Henry Silva has often portrayed intense characters while giving performances so charged with intensity, the viewer often wonders how he is able to manufacture such. Ristack is plain mean, and Silva is such a badass that when he delivers lines such as, "Tell Milan that last night's events were just an appetizer. The main course is coming," the theatrical, pulpy quality fades away. What's left is Silva being so cool that the viewer wants Ristack to indulge his insolence, grab a machine gun, and create havoc. Unsurprisingly, the heist and the exchange doesn't go as planned, so a bit of revenge on Ristack's part plays out. With no stealth or scheming, Ristack is fueled by anger and determination. Front-door hits and open-and-hostile robberies ensue: not only is Silva's character taking the action to Milan and company, he's throwing it in their faces.
Veteran Pousse as Milan is pretty terrific, as well.
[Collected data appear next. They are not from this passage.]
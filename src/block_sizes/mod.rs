//! Consistency check and repair of block-hosting volume budgets.
//!
//! A committed block-hosting volume must satisfy
//! `size == used + free + reserved`, where `used` is the total size of the
//! committed block volumes it hosts. [`check_block_sizes`] reports every
//! volume against that rule. [`fix_block_sizes`] rewrites `free_size` when
//! the error is small enough to be trusted, and flags the rest.
//!
//! A pending block volume create or delete moves free space before the
//! block volume itself is committed or removed, so a hosting volume that
//! any pending operation touches is skipped until that operation settles.

use std::collections::BTreeSet;

use thiserror::Error;

use crate::db::{Db, DbError, Tx};
use crate::entities::{BlockVolumeEntry, HostedSizeError, VolumeEntry};
use crate::pending::PendingOperationEntry;

/// Errors raised while checking or fixing budgets.
#[derive(Clone, Debug, Error, Eq, PartialEq)]
pub enum BlockSizesError {
    /// Store access failed.
    #[error(transparent)]
    Db(#[from] DbError),
    /// Hosted block volumes could not be summed.
    #[error(transparent)]
    Hosted(#[from] HostedSizeError),
}

/// Largest corrections the fix routine applies on its own, in GiB.
#[derive(Clone, Copy, Debug, Eq, PartialEq)]
pub struct SizeFixBounds {
    /// Largest increase of `free_size`.
    pub max_increase: u64,
    /// Largest decrease of `free_size`.
    pub max_decrease: u64,
}

impl Default for SizeFixBounds {
    fn default() -> Self {
        Self {
            max_increase: 16,
            max_decrease: 16,
        }
    }
}

/// Budget of one block-hosting volume.
#[derive(Clone, Debug, Eq, PartialEq)]
pub struct BlockSizeReport {
    /// Volume id.
    pub volume: String,
    /// Volume name.
    pub name: String,
    /// Volume size in GiB.
    pub size: u64,
    /// Total size of hosted committed block volumes in GiB.
    pub used: u64,
    /// Recorded free space in GiB.
    pub free: u64,
    /// Recorded reservation in GiB.
    pub reserved: u64,
    /// `true` when the budget adds up.
    pub correct: bool,
}

impl BlockSizeReport {
    /// Free size that would make the budget add up, if any.
    #[must_use]
    pub const fn expected_free(&self) -> Option<u64> {
        match self.size.checked_sub(self.used) {
            Some(rest) => rest.checked_sub(self.reserved),
            None => None,
        }
    }
}

/// What the fix routine did with one volume.
#[derive(Clone, Copy, Debug, Eq, PartialEq)]
pub enum FixOutcome {
    /// The budget already added up.
    Correct,
    /// `free_size` was rewritten.
    Fixed {
        /// Previous free size.
        from: u64,
        /// New free size.
        to: u64,
    },
    /// The error is outside the bounds, or cannot be expressed by changing
    /// free space alone; the volume needs an operator.
    Flagged,
}

/// Result of fixing one volume.
#[derive(Clone, Debug, Eq, PartialEq)]
pub struct FixReport {
    /// Budget before the fix.
    pub before: BlockSizeReport,
    /// What happened.
    pub outcome: FixOutcome,
}

fn report_for(tx: &Tx<'_>, vol: &VolumeEntry) -> Result<BlockSizeReport, BlockSizesError> {
    let used = vol.total_size_block_volumes(tx)?;
    Ok(BlockSizeReport {
        volume: vol.info.id.clone(),
        name: vol.info.name.clone(),
        size: vol.info.size,
        used,
        free: vol.info.block_info.free_size,
        reserved: vol.info.block_info.reserved_size,
        correct: vol.block_hosting_size_is_correct(used),
    })
}

/// Ids of every entity named by an action of any pending operation.
fn ledger_ids(tx: &Tx<'_>) -> Result<BTreeSet<String>, DbError> {
    let mut ids = BTreeSet::new();
    for op in tx.load_all::<PendingOperationEntry>()? {
        ids.extend(op.actions.into_iter().map(|action| action.id));
    }
    Ok(ids)
}

fn hosts_pending_work(
    tx: &Tx<'_>,
    vol: &VolumeEntry,
    in_ledger: &BTreeSet<String>,
) -> Result<bool, DbError> {
    if vol.pending.is_pending() || in_ledger.contains(&vol.info.id) {
        return Ok(true);
    }
    for id in &vol.info.block_info.block_volumes {
        if in_ledger.contains(id) {
            return Ok(true);
        }
        let pending = tx
            .try_load::<BlockVolumeEntry>(id)?
            .is_some_and(|bvol| bvol.pending.is_pending());
        if pending {
            return Ok(true);
        }
    }
    Ok(false)
}

/// Committed block-hosting volumes no pending operation touches, ordered by
/// id.
fn hosting_volumes(tx: &Tx<'_>) -> Result<Vec<VolumeEntry>, DbError> {
    let in_ledger = ledger_ids(tx)?;
    let mut settled = Vec::new();
    for vol in tx.load_all::<VolumeEntry>()? {
        if !vol.info.block {
            continue;
        }
        if hosts_pending_work(tx, &vol, &in_ledger)? {
            tracing::debug!(volume = %vol.info.id, "skipping block hosting volume with pending work");
            continue;
        }
        settled.push(vol);
    }
    Ok(settled)
}

/// Reports the budget of every committed block-hosting volume. Volumes an
/// operation is still working on, or that host a block volume one is still
/// creating or deleting, are left out.
///
/// # Errors
///
/// Returns [`BlockSizesError`] when a volume or hosted block volume cannot
/// be read.
pub fn check_block_sizes(db: &Db) -> Result<Vec<BlockSizeReport>, BlockSizesError> {
    db.view(|tx| {
        hosting_volumes(tx)?
            .iter()
            .map(|vol| report_for(tx, vol))
            .collect()
    })
}

fn correction(report: &BlockSizeReport, bounds: SizeFixBounds) -> FixOutcome {
    if report.correct {
        return FixOutcome::Correct;
    }
    let Some(expected) = report.expected_free() else {
        return FixOutcome::Flagged;
    };
    let within = if expected > report.free {
        expected.saturating_sub(report.free) <= bounds.max_increase
    } else {
        report.free.saturating_sub(expected) <= bounds.max_decrease
    };
    if within {
        FixOutcome::Fixed {
            from: report.free,
            to: expected,
        }
    } else {
        FixOutcome::Flagged
    }
}

/// Rewrites `free_size` of every inconsistent volume whose error lies within
/// `bounds`, in one transaction.
///
/// # Errors
///
/// Returns [`BlockSizesError`] when the store cannot be read or written; no
/// change is kept in that case.
pub fn fix_block_sizes(db: &Db, bounds: SizeFixBounds) -> Result<Vec<FixReport>, BlockSizesError> {
    let reports = db.update(|tx| {
        let mut reports = Vec::new();
        for mut vol in hosting_volumes(tx)? {
            let before = report_for(tx, &vol)?;
            let outcome = correction(&before, bounds);
            match outcome {
                FixOutcome::Fixed { from, to } => {
                    vol.info.block_info.free_size = to;
                    tx.save(&vol)?;
                    tracing::info!(volume = %vol.info.id, from, to, "corrected block hosting free size");
                }
                FixOutcome::Flagged => {
                    tracing::warn!(
                        volume = %vol.info.id,
                        size = before.size,
                        used = before.used,
                        free = before.free,
                        reserved = before.reserved,
                        "block hosting size is out of bounds, leaving it for an operator"
                    );
                }
                FixOutcome::Correct => {}
            }
            reports.push(FixReport { before, outcome });
        }
        Ok::<_, BlockSizesError>(reports)
    })?;
    Ok(reports)
}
His character also has a charming insolent demeanor, totally different from Silva's and unique to him. Director Jean-Claude Roy will more than likely be remembered for his subsequent adult cinema in which actress Brigitte Lahaie delivered some of her most memorable performances (for example in Couple cherche esclave sexuel (1979)). Instead of delivering a perfunctory, gritty, violent crime flick, Roy delivers a perfunctory, playful and weird, violent crime flick with L'insolent. As 70s European crime cinema continues to gain a cult following, certainly Silva fans and eurocrime fans will pull this one out of obscurity.

1 comment:

Samuel Wilson said...

The mere possibility that Henry Silva might be on the level of his work in Fernando di Leo's movies makes me want to see this film. Thanks for bringing it to my attention.